Figure 2.

(A) PMN recruitment through FALCs during peritonitis. In basal conditions, MCs secrete CXCL13, which attracts B1 cells in FALCs and CSF1, a specific MØ growth factor. Bacterial and fungal infections stimulate the production of CXCL1 and CXCL8, by MCs. Bacterial products, CXCL1 and CXCL8 promote the recruitment of a first wave of PMNs entering the peritoneal cavity through FALCs. PMNs cause an initial inflammatory response secreting inflammatory cytokines (IL-1ß, TNF-α). Afterwards, NETosis helps in sequestering microorganisms in FALCs. (B) NETosis clearance and mononuclear cell recruitment during peritonitis. Bacterial products, as well as IL-1ß, stimulate the production of IL-6, TNF-α, CCL2, CCL3, and CXCL8 by MCs. IL-6Ra shedding by PMNs promotes a peripheral IL-6 response (transignaling).
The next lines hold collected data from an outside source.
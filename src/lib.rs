//! Dungeon Runner: a small turn-based dungeon crawl.
//!
//! The game core (combat, levels, campaign) is pure logic behind two
//! seams: [`dice::Dice`] supplies randomness and [`frontend::Frontend`]
//! supplies decisions and narration. The interactive console and the
//! headless balance simulator are just two implementations of the
//! latter.

pub mod campaign;
pub mod combat;
pub mod console;
pub mod constants;
pub mod dice;
pub mod frontend;
pub mod levels;
pub mod player;
pub mod simulator;
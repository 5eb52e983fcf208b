//! Simulation runner: plays full campaigns under an autopilot.
//!
//! Each run gets its own seeded RNG so a batch is reproducible from a
//! single base seed. Statistics are tallied inside the autopilot front
//! end from the same events the interactive console narrates.

use super::config::SimConfig;
use super::report::SimReport;
use crate::campaign::{run_campaign, Ending};
use crate::combat::{CombatEvent, Enemy, PlayerAction};
use crate::frontend::Frontend;
use crate::levels::LevelEvent;
use crate::player::Player;
use rand::SeedableRng;
use rand_chacha::ChaCha8Rng;

/// Outcome of one simulated campaign.
#[derive(Debug, Clone)]
pub struct RunRecord {
    pub ending: Ending,
    pub final_level: u32,
    pub final_hp: u32,
    pub final_max_hp: u32,
    pub battles: u32,
    pub potions_found: u32,
    pub potions_drunk: u32,
    pub damage_dealt: u64,
    pub damage_taken: u64,
}

/// Headless front end: always attacks unless low on HP with a potion in
/// hand, never flees, always descends. Tallies what it sees.
struct AutoPilot {
    potion_percent: u32,
    battles: u32,
    potions_found: u32,
    potions_drunk: u32,
    damage_dealt: u64,
    damage_taken: u64,
}

impl AutoPilot {
    fn new(potion_percent: u32) -> Self {
        Self {
            potion_percent,
            battles: 0,
            potions_found: 0,
            potions_drunk: 0,
            damage_dealt: 0,
            damage_taken: 0,
        }
    }
}

impl Frontend for AutoPilot {
    fn level_started(&mut self, _number: u32) {}

    fn battle_started(&mut self, _player: &Player, _enemy: &Enemy) {
        self.battles += 1;
    }

    fn choose_battle_action(&mut self, player: &Player, _enemy: &Enemy) -> PlayerAction {
        if player.potions > 0 && player.hp * 100 < player.max_hp * self.potion_percent {
            PlayerAction::UsePotion
        } else {
            PlayerAction::Attack
        }
    }

    fn continue_level_after_flee(&mut self, _player: &Player, _level: u32) -> bool {
        true
    }

    fn enter_next_level(&mut self, _level: u32) -> bool {
        true
    }

    fn combat_event(&mut self, event: &CombatEvent) {
        match event {
            CombatEvent::PlayerHit { damage } => self.damage_dealt += u64::from(*damage),
            CombatEvent::EnemyHit { damage } => self.damage_taken += u64::from(*damage),
            CombatEvent::PotionDrunk { .. } => self.potions_drunk += 1,
            _ => {}
        }
    }

    fn level_event(&mut self, event: &LevelEvent) {
        match event {
            LevelEvent::FleePenalty { damage } => self.damage_taken += u64::from(*damage),
            LevelEvent::PotionFound => self.potions_found += 1,
            _ => {}
        }
    }
}

/// Run the full batch and return a report.
pub fn run_simulation(config: &SimConfig) -> SimReport {
    let mut all_runs = Vec::with_capacity(config.num_runs as usize);

    for run_idx in 0..config.num_runs {
        let mut rng = match config.seed {
            Some(seed) => ChaCha8Rng::seed_from_u64(seed + u64::from(run_idx)),
            None => ChaCha8Rng::from_entropy(),
        };

        let record = simulate_single_run(config, &mut rng);

        if config.verbosity >= 2 {
            println!(
                "Run {}/{} - {:?}, Level {}, Battles {}, Potions {}/{}",
                run_idx + 1,
                config.num_runs,
                record.ending,
                record.final_level,
                record.battles,
                record.potions_drunk,
                record.potions_found
            );
        }

        all_runs.push(record);
    }

    SimReport::from_runs(all_runs)
}

fn simulate_single_run(config: &SimConfig, rng: &mut ChaCha8Rng) -> RunRecord {
    let mut player = Player::new("SimHero");
    let mut pilot = AutoPilot::new(config.potion_percent);

    let ending = run_campaign(&mut player, &mut pilot, rng);

    RunRecord {
        ending,
        final_level: player.level,
        final_hp: player.hp,
        final_max_hp: player.max_hp,
        battles: pilot.battles,
        potions_found: pilot.potions_found,
        potions_drunk: pilot.potions_drunk,
        damage_dealt: pilot.damage_dealt,
        damage_taken: pilot.damage_taken,
    }
}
Cytokines and chemokines released during the inflammatory process favor mononuclear recruitment and differentiation. Mononuclear phagocytes differentiate in Macrophages (MØs) and dendritic cells (DCs). Among MØs, M1 subtype is endowed with pro-inflammatory and cytotoxic properties, whereas M2 MØs have an anti-inflammatory activity. Moreover, M2 MØs play a key role in the clearance of neutrophils debris due to scavenger activity.